Stored data
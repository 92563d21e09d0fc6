//! Subcommand implementations.

pub mod check;
pub mod init;
pub mod list_checks;
pub mod output;
//! The built-in check registry.

use theme_check_core::{Category, CheckRegistry, ConfigError};

use crate::{
    ConvertIncludeToRender, MatchingTranslations, MissingTemplate, SpaceInsideBraces,
    SyntaxError, TemplateLength, UnknownFilter, UnusedAssign, UnusedSnippet, ValidJson,
};

/// Built-in default settings, shaped like a `.theme-check.yml`.
pub const DEFAULT_SETTINGS: &str = include_str!("../config/default.yml");

/// Returns a registry with every built-in check and its default settings.
///
/// # Errors
///
/// Returns an error if the embedded defaults fail to parse.
pub fn builtin_registry() -> Result<CheckRegistry, ConfigError> {
    let mut registry = CheckRegistry::with_default_settings(DEFAULT_SETTINGS)?;

    registry.register(crate::syntax_error::NAME, Category::Liquid, |_| {
        Box::new(SyntaxError::new())
    })?;
    registry.register(crate::template_length::NAME, Category::Liquid, |settings| {
        Box::new(TemplateLength::from_settings(settings))
    })?;
    registry.register(crate::space_inside_braces::NAME, Category::Liquid, |_| {
        Box::new(SpaceInsideBraces::new())
    })?;
    registry.register(crate::unknown_filter::NAME, Category::Liquid, |settings| {
        Box::new(UnknownFilter::from_settings(settings))
    })?;
    registry.register(crate::missing_template::NAME, Category::Liquid, |_| {
        Box::new(MissingTemplate::new())
    })?;
    registry.register(crate::unused_snippet::NAME, Category::Liquid, |_| {
        Box::new(UnusedSnippet::new())
    })?;
    registry.register(crate::unused_assign::NAME, Category::Liquid, |_| {
        Box::new(UnusedAssign::new())
    })?;
    registry.register(crate::convert_include_to_render::NAME, Category::Liquid, |_| {
        Box::new(ConvertIncludeToRender::new())
    })?;
    registry.register(crate::valid_json::NAME, Category::Json, |_| {
        Box::new(ValidJson::new())
    })?;
    registry.register(crate::matching_translations::NAME, Category::Translation, |_| {
        Box::new(MatchingTranslations::new())
    })?;

    Ok(registry)
}
//! Syntax tree produced by the Liquid parser.
//!
//! Nodes are immutable once parsed and are owned by their [`Template`]:
//! every reference to a node borrows from the template that produced it.
//! Checks never edit nodes; corrections operate on the template source
//! through byte [`Span`]s.
//!
//! [`Template`]: crate::theme::Template

use serde::{Deserialize, Serialize};

/// Half-open byte range `start..end` into a template source.
#[derive(
    Debug, Clone, Copy, Default, PartialEq, Eq, PartialOrd, Ord, Hash, Serialize, Deserialize,
)]
pub struct Span {
    /// First byte of the range.
    pub start: usize,
    /// One past the last byte of the range.
    pub end: usize,
}

impl Span {
    /// Creates a new span.
    #[must_use]
    pub fn new(start: usize, end: usize) -> Self {
        Self { start, end }
    }

    /// Length in bytes.
    #[must_use]
    pub fn len(&self) -> usize {
        self.end.saturating_sub(self.start)
    }

    /// Returns true for zero-width spans.
    #[must_use]
    pub fn is_empty(&self) -> bool {
        self.len() == 0
    }

    /// Returns true if `offset` lies inside this span.
    #[must_use]
    pub fn contains(&self, offset: usize) -> bool {
        self.start <= offset && offset < self.end
    }
}

/// The construct a [`Node`] wraps.
#[derive(Debug, Clone, PartialEq, Eq)]
pub enum NodeKind {
    /// Root of a template.
    Document,
    /// Plain text between Liquid delimiters.
    Text,
    /// `{{ ... }}` output.
    Variable,
    /// `{% name ... %}`, with its body for block tags.
    Tag {
        /// Tag name (`if`, `assign`, `render`, ...).
        name: String,
        /// Whether the tag owns a body closed by `end<name>`.
        block: bool,
    },
}

/// A node in a parsed template.
#[derive(Debug, Clone, PartialEq, Eq)]
pub struct Node {
    kind: NodeKind,
    span: Span,
    markup: Span,
    children: Vec<Node>,
}

impl Node {
    pub(crate) fn new(kind: NodeKind, span: Span, markup: Span, children: Vec<Node>) -> Self {
        Self {
            kind,
            span,
            markup,
            children,
        }
    }

    /// What this node wraps.
    #[must_use]
    pub fn kind(&self) -> &NodeKind {
        &self.kind
    }

    /// String tag identifying the construct: `document`, `text`,
    /// `variable`, or the tag name for tags.
    #[must_use]
    pub fn type_name(&self) -> &str {
        match &self.kind {
            NodeKind::Document => "document",
            NodeKind::Text => "text",
            NodeKind::Variable => "variable",
            NodeKind::Tag { name, .. } => name,
        }
    }

    /// Returns the tag name for tag nodes.
    #[must_use]
    pub fn tag_name(&self) -> Option<&str> {
        match &self.kind {
            NodeKind::Tag { name, .. } => Some(name),
            _ => None,
        }
    }

    /// Returns true for `{% ... %}` nodes.
    #[must_use]
    pub fn is_tag(&self) -> bool {
        matches!(self.kind, NodeKind::Tag { .. })
    }

    /// Returns true for tags that own a body.
    #[must_use]
    pub fn is_block(&self) -> bool {
        matches!(self.kind, NodeKind::Tag { block: true, .. })
    }

    /// Returns true for leaf text content. Literal nodes never have children.
    #[must_use]
    pub fn is_literal(&self) -> bool {
        matches!(self.kind, NodeKind::Text)
    }

    /// Child nodes in document order.
    #[must_use]
    pub fn children(&self) -> &[Node] {
        &self.children
    }

    /// Full source range of this node, including a block's body and end tag.
    #[must_use]
    pub fn span(&self) -> Span {
        self.span
    }

    /// Range of the text between the delimiters of the opening
    /// `{{ }}`/`{% %}`, whitespace-control dashes included.
    /// Equal to [`Node::span`] for text and document nodes.
    #[must_use]
    pub fn markup_span(&self) -> Span {
        self.markup
    }

    /// The full source text of this node.
    #[must_use]
    pub fn source<'a>(&self, source: &'a str) -> &'a str {
        source.get(self.span.start..self.span.end).unwrap_or("")
    }

    /// The markup of this node, without dashes or surrounding whitespace.
    ///
    /// For tags the tag name is stripped, so `{% render 'card' %}` yields
    /// `'card'`.
    #[must_use]
    pub fn markup<'a>(&self, source: &'a str) -> &'a str {
        let raw = source.get(self.markup.start..self.markup.end).unwrap_or("");
        match &self.kind {
            NodeKind::Variable => trim_markup(raw),
            NodeKind::Tag { name, .. } => trim_markup(raw)
                .strip_prefix(name.as_str())
                .map_or("", str::trim_start),
            NodeKind::Document | NodeKind::Text => raw,
        }
    }

    /// Iterates over this node and all descendants in pre-order.
    pub fn descendants(&self) -> impl Iterator<Item = &Node> {
        let mut stack = vec![self];
        std::iter::from_fn(move || {
            let node = stack.pop()?;
            stack.extend(node.children.iter().rev());
            Some(node)
        })
    }
}

/// Strips whitespace-control dashes and surrounding whitespace.
pub(crate) fn trim_markup(raw: &str) -> &str {
    let trimmed = raw.trim();
    let trimmed = trimmed.strip_prefix('-').unwrap_or(trimmed);
    let trimmed = trimmed.strip_suffix('-').unwrap_or(trimmed);
    trimmed.trim()
}

#[cfg(test)]
mod tests {
    use super::*;

    #[test]
    fn span_containment() {
        let a = Span::new(2, 6);
        assert!(a.contains(2));
        assert!(!a.contains(6));
        assert_eq!(a.len(), 4);
        assert!(Span::new(3, 3).is_empty());
    }

    #[test]
    fn tag_markup_drops_name_and_dashes() {
        let source = "{%- render 'card', product: p -%}";
        let node = Node::new(
            NodeKind::Tag {
                name: "render".into(),
                block: false,
            },
            Span::new(0, source.len()),
            Span::new(2, source.len() - 2),
            Vec::new(),
        );
        assert_eq!(node.markup(source), "'card', product: p");
        assert_eq!(node.type_name(), "render");
        assert!(node.is_tag());
        assert!(!node.is_literal());
    }

    #[test]
    fn trim_markup_handles_bare_dashes() {
        assert_eq!(trim_markup(" - x - "), "x");
        assert_eq!(trim_markup("-"), "");
    }
}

_Task goal_:
Go through the records above and copy every line with the word "contains".

_Completed task_:
    pub fn contains(&self, offset: usize) -> bool {
        assert!(a.contains(2));
        assert!(!a.contains(6));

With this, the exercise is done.